Today is a day long anticipated by those who countdown to Christmas: it’s Leon Day.

Leon Day marks the exact half way mark to Christmas. It’s all down hill from here.

Why is it called Leon Day? Leon is Noel spelled backwards.

The history of Leon Day is a bit murky. While counting down to Christmas is a tradition hundreds of years old tied to old world Catholic church teachings Leon Day is a decidedly modern addition to the Christmas countdown calendar.

It’s beginnings are likely tied to commerce. Christmas-in-July officially begins right after the 4th of July holiday but Leon Day as the half-way mark to Christmas is kind of a marker on the calendar that allows retailers to begin showcasing Christmas products.

For crafters this is the week when the very first of new fabrics and crafting materials hit the shelves for Christmas projects. Catalogs begin to get mailed with Christmas themes from manufacturers such as Hallmark. Television and radio stations sometimes release Christmas schedules for July forward on Leon Day.

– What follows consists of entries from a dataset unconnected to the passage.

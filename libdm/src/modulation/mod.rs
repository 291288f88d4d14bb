//! One-bit delta modulation
//!
//! The encoder tracks its input with a staircase that moves one fixed step
//! per sample; only the step direction is transmitted. The decoder replays
//! the same staircase from the bits alone.

pub mod decoder;
pub mod encoder;

pub use decoder::Decoder;
pub use encoder::Encoder;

The popularity of Leon Day has exploded with the advent of the Internet and the use of social media. Though not known for traditions of the day itself it is now common on social media for Christmas lovers to wish each other a Happy Leon Day.

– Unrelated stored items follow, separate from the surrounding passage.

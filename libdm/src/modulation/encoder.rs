use tracing::debug;

use crate::core::{Bit, DmResult, Modulated, StepSize, INITIAL_REFERENCE};

/// delta modulation encoder
///
/// Holds only the step size; every call to [`Encoder::encode`] starts a
/// fresh reference at zero, so one encoder can be reused across signals.
#[derive(Debug, Clone, Copy)]
pub struct Encoder {
    step: StepSize,
}

impl Encoder {
    /// fails with `InvalidParameter` unless `step_size` is finite and > 0
    pub fn new(step_size: f64) -> DmResult<Self> {
        Ok(Encoder {
            step: StepSize::new(step_size)?,
        })
    }

    pub fn step_size(&self) -> f64 {
        self.step.get()
    }

    /// encode samples to bits plus the reference staircase
    ///
    /// A sample strictly above the current reference emits `Up`; anything
    /// else, equality included, emits `Down`.
    pub fn encode(&self, samples: &[f64]) -> Modulated {
        let step = self.step.get();
        let mut reference = Vec::with_capacity(samples.len());

        let bits: Vec<Bit> = samples
            .iter()
            .scan(INITIAL_REFERENCE, |current, &sample| {
                let bit = Bit::from(sample > *current);
                *current += bit.direction() * step;
                reference.push(*current);
                Some(bit)
            })
            .collect();

        debug!(samples = samples.len(), step, "delta encoded");
        Modulated { bits, reference }
    }
}

#[cfg(test)]
mod tests {
    use super::*;

    #[test]
    fn test_tie_goes_down() {
        // first sample equals the zero seed
        let enc = Encoder::new(1.0).unwrap();
        let out = enc.encode(&[0.0]);
        assert_eq!(out.bits, vec![Bit::Down]);
        assert_eq!(out.reference, vec![-1.0]);
    }

    #[test]
    fn test_tie_mid_stream() {
        // reference is 0.5 after the first up step, second sample matches it
        let enc = Encoder::new(0.5).unwrap();
        let out = enc.encode(&[1.0, 0.5]);
        assert_eq!(out.bits, vec![Bit::Up, Bit::Down]);
        assert_eq!(out.reference, vec![0.5, 0.0]);
    }

    #[test]
    fn test_rejects_bad_step() {
        assert!(Encoder::new(0.0).is_err());
        assert!(Encoder::new(-0.1).is_err());
        assert!(Encoder::new(f64::NAN).is_err());
        assert!(Encoder::new(f64::INFINITY).is_err());
    }

    #[test]
    fn test_encoder_is_reusable() {
        let enc = Encoder::new(0.25).unwrap();
        let samples = [0.3, 0.9, -0.2];
        assert_eq!(enc.encode(&samples), enc.encode(&samples));
    }
}
//! Smoothing filter tests for libdm
use libdm::{smooth, DmError, FilterCoefficients, SmoothingFilter, DEFAULT_FILTER_ORDER};
use std::f64::consts::PI;

fn tone(freq_hz: f64, sample_rate: f64, len: usize) -> Vec<f64> {
    (0..len)
        .map(|i| (2.0 * PI * freq_hz * i as f64 / sample_rate).sin())
        .collect()
}

// ============================================================================
// Length and Alignment
// ============================================================================

#[test]
fn test_length_preservation() {
    for len in [5, 6, 15, 16, 100, 1001] {
        let signal = tone(3.0, 100.0, len);
        let out = smooth(&signal, 10.0, 100.0, DEFAULT_FILTER_ORDER).unwrap();
        assert_eq!(out.len(), len);
    }
}

#[test]
fn test_passband_tone_is_not_delayed() {
    // 2 Hz sits deep in the passband of a 10 Hz cutoff
    let signal = tone(2.0, 100.0, 200);
    let out = smooth(&signal, 10.0, 100.0, 4).unwrap();
    for i in 20..180 {
        assert!(
            (out[i] - signal[i]).abs() < 1e-4,
            "sample {i}: {} vs {}",
            out[i],
            signal[i]
        );
    }
}

#[test]
fn test_nyquist_tone_is_removed() {
    let signal: Vec<f64> = (0..200).map(|i| if i % 2 == 0 { 1.0 } else { -1.0 }).collect();
    let out = smooth(&signal, 10.0, 100.0, 4).unwrap();
    for v in &out[50..150] {
        assert!(v.abs() < 1e-4, "residual {v}");
    }
}

#[test]
fn test_zero_phase_commutes_with_reversal() {
    let signal: Vec<f64> = (0..120)
        .map(|i| (i as f64 * 0.37).sin() + 0.3 * (i as f64 * 2.1).cos())
        .collect();
    let mut reversed = signal.clone();
    reversed.reverse();

    let forward = smooth(&signal, 8.0, 100.0, 4).unwrap();
    let mut backward = smooth(&reversed, 8.0, 100.0, 4).unwrap();
    backward.reverse();

    // only the edge transients depend on direction
    for i in 30..90 {
        assert!((forward[i] - backward[i]).abs() < 1e-3, "sample {i}");
    }
}

#[test]
fn test_matches_reference_forward_backward_output() {
    // Short staircase, order 2, fc = 0.2 * Nyquist. The whole output is
    // pinned, including the edge samples shaped by the odd extension.
    let staircase = [
        0.5, 1.0, 0.5, 0.0, -0.5, -1.0, -0.5, 0.0, 0.5, 1.0, 1.5, 1.0,
    ];
    let expected = [
        0.499_651_316_027_671_16,
        0.338_627_445_570_200_97,
        0.137_695_448_656_000_09,
        -0.089_055_821_540_563_85,
        -0.272_385_924_252_285_64,
        -0.331_177_129_723_841_83,
        -0.224_414_021_568_347_94,
        0.022_500_054_103_211_875,
        0.334_222_206_429_775,
        0.625_726_428_211_978_2,
        0.843_006_839_764_394,
        0.993_588_469_427_397_9,
    ];

    let out = smooth(&staircase, 10.0, 100.0, 2).unwrap();

    assert_eq!(out.len(), expected.len());
    for (i, (got, want)) in out.iter().zip(&expected).enumerate() {
        assert!((got - want).abs() < 1e-9, "sample {i}: got {got}, want {want}");
    }
}

// ============================================================================
// Error Cases
// ============================================================================

#[test]
fn test_nyquist_violation() {
    let signal = tone(1.0, 100.0, 64);
    for cutoff in [50.0, 60.0, 1000.0] {
        assert_eq!(
            smooth(&signal, cutoff, 100.0, 4),
            Err(DmError::NyquistViolation {
                cutoff_hz: cutoff,
                sample_rate_hz: 100.0
            })
        );
    }
}

#[test]
fn test_insufficient_samples() {
    let signal = vec![0.5; 4];
    assert_eq!(
        smooth(&signal, 10.0, 100.0, 4),
        Err(DmError::InsufficientSamples {
            required: 5,
            actual: 4
        })
    );
    assert!(smooth(&[], 10.0, 100.0, 1).is_err());
    assert!(smooth(&[1.0], 10.0, 100.0, 1).is_err());
    assert_eq!(smooth(&[1.0, 1.0], 10.0, 100.0, 1).unwrap().len(), 2);
}

#[test]
fn test_invalid_parameters() {
    let signal = tone(1.0, 100.0, 64);
    let cases = [
        (0.0, 100.0, 4, "cutoff_hz"),
        (-5.0, 100.0, 4, "cutoff_hz"),
        (f64::NAN, 100.0, 4, "cutoff_hz"),
        (10.0, 0.0, 4, "sample_rate_hz"),
        (10.0, f64::INFINITY, 4, "sample_rate_hz"),
        (10.0, 100.0, 0, "order"),
    ];
    for (cutoff, rate, order, expected) in cases {
        match smooth(&signal, cutoff, rate, order) {
            Err(DmError::InvalidParameter { name, .. }) => assert_eq!(name, expected),
            other => panic!("expected InvalidParameter({expected}), got {other:?}"),
        }
    }
}

#[test]
fn test_configuration_errors_do_not_need_samples() {
    // bad parameters surface before the input length is looked at
    assert!(matches!(
        smooth(&[], 80.0, 100.0, 4),
        Err(DmError::NyquistViolation { .. })
    ));
    assert!(matches!(
        SmoothingFilter::new(10.0, 100.0, 0),
        Err(DmError::InvalidParameter { .. })
    ));
}

// ============================================================================
// Coefficients
// ============================================================================

#[test]
fn test_filter_reuses_designed_coefficients() {
    let filter = SmoothingFilter::new(10.0, 100.0, 4).unwrap();
    let direct = FilterCoefficients::butterworth_lowpass(4, 0.2).unwrap();
    assert_eq!(filter.coefficients(), &direct);
    assert_eq!(filter.order(), 4);
    assert_eq!(filter.min_samples(), 5);
    assert_eq!(filter.cutoff_hz(), 10.0);
    assert_eq!(filter.sample_rate_hz(), 100.0);
}

#[test]
fn test_coefficient_shape() {
    for order in 1..=6 {
        let c = FilterCoefficients::butterworth_lowpass(order, 0.25).unwrap();
        assert_eq!(c.b().len(), order + 1);
        assert_eq!(c.a().len(), order + 1);
        assert_eq!(c.a()[0], 1.0);
        // numerator is symmetric: every zero sits at z = -1
        for k in 0..=order {
            assert!((c.b()[k] - c.b()[order - k]).abs() < 1e-15);
        }
    }
}

#[test]
fn test_roll_off_is_monotonic() {
    let c = FilterCoefficients::butterworth_lowpass(4, 0.2).unwrap();
    let mut prev = c.magnitude_at(0.0);
    for step in 1..=100 {
        let mag = c.magnitude_at(step as f64 / 100.0);
        assert!(mag <= prev + 1e-12);
        prev = mag;
    }
    assert!(c.magnitude_at(1.0) < 1e-10);
}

Leon Day has gained in popularity especially in places south of the equator where it is now the dead of winter. Christmas for people in Australia and New Zealand always features hot weather and beach celebrations. Leon Day allows them to celebrate Christmas with traditional snowmen, sleighs and frosty decorations so commonly associated with Christmas imagery.

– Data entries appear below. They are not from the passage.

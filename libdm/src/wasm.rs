//! WebAssembly bindings for the delta modulation core

use wasm_bindgen::prelude::*;

use crate::core::{Bit, DmError};
use crate::{Pipeline, DEFAULT_FILTER_ORDER};

/// turn an error into js
fn to_js_err(e: DmError) -> JsValue {
    JsValue::from_str(&e.to_string())
}

/// install the panic hook so rust panics show up in the browser console
#[wasm_bindgen(start)]
pub fn init() {
    console_error_panic_hook::set_once();
}

/// get lib version
#[wasm_bindgen]
pub fn version() -> String {
    crate::VERSION.to_string()
}

/// delta modulate samples
///
/// # Returns
/// `{ bits: Uint8Array, reference: Float64Array }`
#[wasm_bindgen]
pub fn encode(samples: &[f64], step_size: f64) -> Result<JsValue, JsValue> {
    let modulated = crate::encode(samples, step_size).map_err(to_js_err)?;
    let bits: Vec<u8> = modulated.bits.iter().map(|&b| u8::from(b)).collect();

    let obj = js_sys::Object::new();
    js_sys::Reflect::set(
        &obj,
        &JsValue::from_str("bits"),
        &js_sys::Uint8Array::from(&bits[..]).into(),
    )?;
    js_sys::Reflect::set(
        &obj,
        &JsValue::from_str("reference"),
        &js_sys::Float64Array::from(&modulated.reference[..]).into(),
    )?;
    Ok(obj.into())
}

/// rebuild the staircase from 0/1 bytes
#[wasm_bindgen]
pub fn decode(bits: &[u8], step_size: f64) -> Result<Vec<f64>, JsValue> {
    let bits = bits
        .iter()
        .map(|&b| Bit::try_from(b))
        .collect::<Result<Vec<_>, _>>()
        .map_err(to_js_err)?;
    crate::decode(&bits, step_size).map_err(to_js_err)
}

/// zero-phase butterworth low-pass, order defaults to 4
#[wasm_bindgen]
pub fn smooth(
    signal: &[f64],
    cutoff_hz: f64,
    sample_rate_hz: f64,
    order: Option<usize>,
) -> Result<Vec<f64>, JsValue> {
    crate::smooth(
        signal,
        cutoff_hz,
        sample_rate_hz,
        order.unwrap_or(DEFAULT_FILTER_ORDER),
    )
    .map_err(to_js_err)
}

/// run encoder, decoder and filter in one call
///
/// # Returns
/// `{ bits, reference, reconstructed, filtered }` as plain js arrays
#[wasm_bindgen]
pub fn run_pipeline(
    samples: &[f64],
    step_size: f64,
    sample_rate_hz: f64,
    cutoff_hz: f64,
    order: Option<usize>,
) -> Result<JsValue, JsValue> {
    let output = Pipeline::new(step_size, sample_rate_hz)
        .with_cutoff(cutoff_hz)
        .with_order(order.unwrap_or(DEFAULT_FILTER_ORDER))
        .run(samples)
        .map_err(to_js_err)?;
    serde_wasm_bindgen::to_value(&output).map_err(|e| JsValue::from_str(&e.to_string()))
}
//! Butterworth low-pass design
//!
//! Analog prototype poles on the left half of the unit circle, frequency
//! pre-warping, bilinear transform to the z-plane, then expansion of the
//! zeros and poles into transfer-function polynomials. The result matches
//! the classic `butter(order, wn)` design.

use std::f64::consts::PI;

use rustfft::num_complex::Complex64;
use tracing::trace;

use crate::core::{DmError, DmResult};

/// bilinear transform constant for a normalized sample rate of 2
const BILINEAR_FS2: f64 = 4.0;

/// transfer function `b(z) / a(z)` of a digital filter
///
/// Both vectors have `order + 1` entries and `a[0] == 1`. Very low normalized
/// cutoffs (below about 1e-3) leave the poles bunched near `z = 1`, where the
/// expanded polynomial loses digits and the DC gain drifts slightly off unity.
#[derive(Debug, Clone, PartialEq)]
pub struct FilterCoefficients {
    b: Vec<f64>,
    a: Vec<f64>,
}

impl FilterCoefficients {
    /// design a low-pass Butterworth filter
    ///
    /// `normalized_cutoff` is relative to Nyquist and must lie strictly in (0, 1).
    pub fn butterworth_lowpass(order: usize, normalized_cutoff: f64) -> DmResult<Self> {
        if order == 0 {
            return Err(DmError::InvalidParameter {
                name: "order",
                value: 0.0,
            });
        }
        if !normalized_cutoff.is_finite() || normalized_cutoff <= 0.0 {
            return Err(DmError::InvalidParameter {
                name: "normalized_cutoff",
                value: normalized_cutoff,
            });
        }
        if normalized_cutoff >= 1.0 {
            // normalized units: Nyquist is 1, so the sample rate is 2
            return Err(DmError::NyquistViolation {
                cutoff_hz: normalized_cutoff,
                sample_rate_hz: 2.0,
            });
        }

        let warped = BILINEAR_FS2 * (PI * normalized_cutoff / 2.0).tan();
        let analog = butterworth_poles(order, warped);

        let digital: Vec<Complex64> = analog
            .iter()
            .map(|&p| (BILINEAR_FS2 + p) / (BILINEAR_FS2 - p))
            .collect();

        // every analog zero is at infinity, so all digital zeros sit at z = -1
        let denominator = analog
            .iter()
            .fold(Complex64::new(1.0, 0.0), |acc, &p| acc * (BILINEAR_FS2 - p));
        let gain = warped.powi(order as i32) / denominator.re;

        let b: Vec<f64> = binomial_row(order).into_iter().map(|c| gain * c).collect();
        let a: Vec<f64> = expand_roots(&digital).into_iter().map(|c| c.re).collect();

        trace!(?b, ?a, order, normalized_cutoff, "butterworth coefficients");
        Ok(FilterCoefficients { b, a })
    }

    /// numerator
    pub fn b(&self) -> &[f64] {
        &self.b
    }

    /// denominator, `a[0] == 1`
    pub fn a(&self) -> &[f64] {
        &self.a
    }

    pub fn order(&self) -> usize {
        self.a.len() - 1
    }

    /// single-pass |H| at a frequency relative to Nyquist (0 = DC, 1 = Nyquist)
    pub fn magnitude_at(&self, normalized_freq: f64) -> f64 {
        let w = PI * normalized_freq;
        let z_inv = Complex64::from_polar(1.0, -w);
        let eval = |coeffs: &[f64]| {
            coeffs
                .iter()
                .rev()
                .fold(Complex64::new(0.0, 0.0), |acc, &c| acc * z_inv + c)
        };
        (eval(&self.b) / eval(&self.a)).norm()
    }

    /// steady-state state vector for a unit step input
    ///
    /// Scaling this by the first input sample starts the filter as if that
    /// sample had been present forever, which removes the start-up transient.
    pub fn steady_state(&self) -> Vec<f64> {
        let n = self.order();
        let (b, a) = (&self.b, &self.a);

        let numerator: f64 = (1..=n).map(|k| b[k] - a[k] * b[0]).sum();
        let z0 = numerator / a.iter().sum::<f64>();

        let mut zi = Vec::with_capacity(n);
        zi.push(z0);
        let mut a_sum = 1.0;
        let mut c_sum = 0.0;
        for k in 1..n {
            a_sum += a[k];
            c_sum += b[k] - a[k] * b[0];
            zi.push(a_sum * z0 - c_sum);
        }
        zi
    }

    /// direct form II transposed, starting from state `zi`
    pub fn lfilter(&self, input: &[f64], zi: &[f64]) -> Vec<f64> {
        let n = self.order();
        let (b, a) = (&self.b, &self.a);
        let mut z = zi.to_vec();

        input
            .iter()
            .map(|&x| {
                let y = b[0] * x + z[0];
                for i in 0..n - 1 {
                    z[i] = b[i + 1] * x + z[i + 1] - a[i + 1] * y;
                }
                z[n - 1] = b[n] * x - a[n] * y;
                y
            })
            .collect()
    }
}

/// analog Butterworth poles scaled to `wc`
fn butterworth_poles(order: usize, wc: f64) -> Vec<Complex64> {
    let n = order as i64;
    (0..n)
        .map(|i| {
            let m = (-n + 1 + 2 * i) as f64;
            let theta = PI * m / (2 * n) as f64;
            -Complex64::from_polar(1.0, theta) * wc
        })
        .collect()
}

/// coefficients of (1 + z^-1)^n
fn binomial_row(n: usize) -> Vec<f64> {
    let mut row = vec![1.0];
    for _ in 0..n {
        let mut next = vec![1.0; row.len() + 1];
        for i in 1..row.len() {
            next[i] = row[i - 1] + row[i];
        }
        row = next;
    }
    row
}

/// monic polynomial with the given roots, highest power first
fn expand_roots(roots: &[Complex64]) -> Vec<Complex64> {
    let mut coeffs = vec![Complex64::new(1.0, 0.0)];
    for &r in roots {
        coeffs.push(Complex64::new(0.0, 0.0));
        for i in (1..coeffs.len()).rev() {
            let prev = coeffs[i - 1];
            coeffs[i] -= r * prev;
        }
    }
    coeffs
}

Leon Day is fine and fun summer tradition for those with small children who sometimes mark the day by doing backwards things — reading backwards, writing backwards, singing Christmas carols backwards or even wearing Christmas themed clothes backwards. Some even go so far as to put up Christmas trees or to have Christmas themed water fights to beat the heat and mark the day as halfway to Christmas.

Father of 7, Grandfather of 7, husband of 1. Freelance writer, Major League baseball geek, aspiring Family Historian.
:Leon Day makes perfect sense to me. I have wondered exactly when Christmas seasonal "stuff" starts showing up. I notice some such in late September, looking as if it is being slowly wakened from a long snooze, sort of stiff and unresponsive looking.
  • J
  • June 24, 2018
I remember hearing a comedian talk about this probably 30 years ago and I credit him for the creation. Sadly I can't remember his name.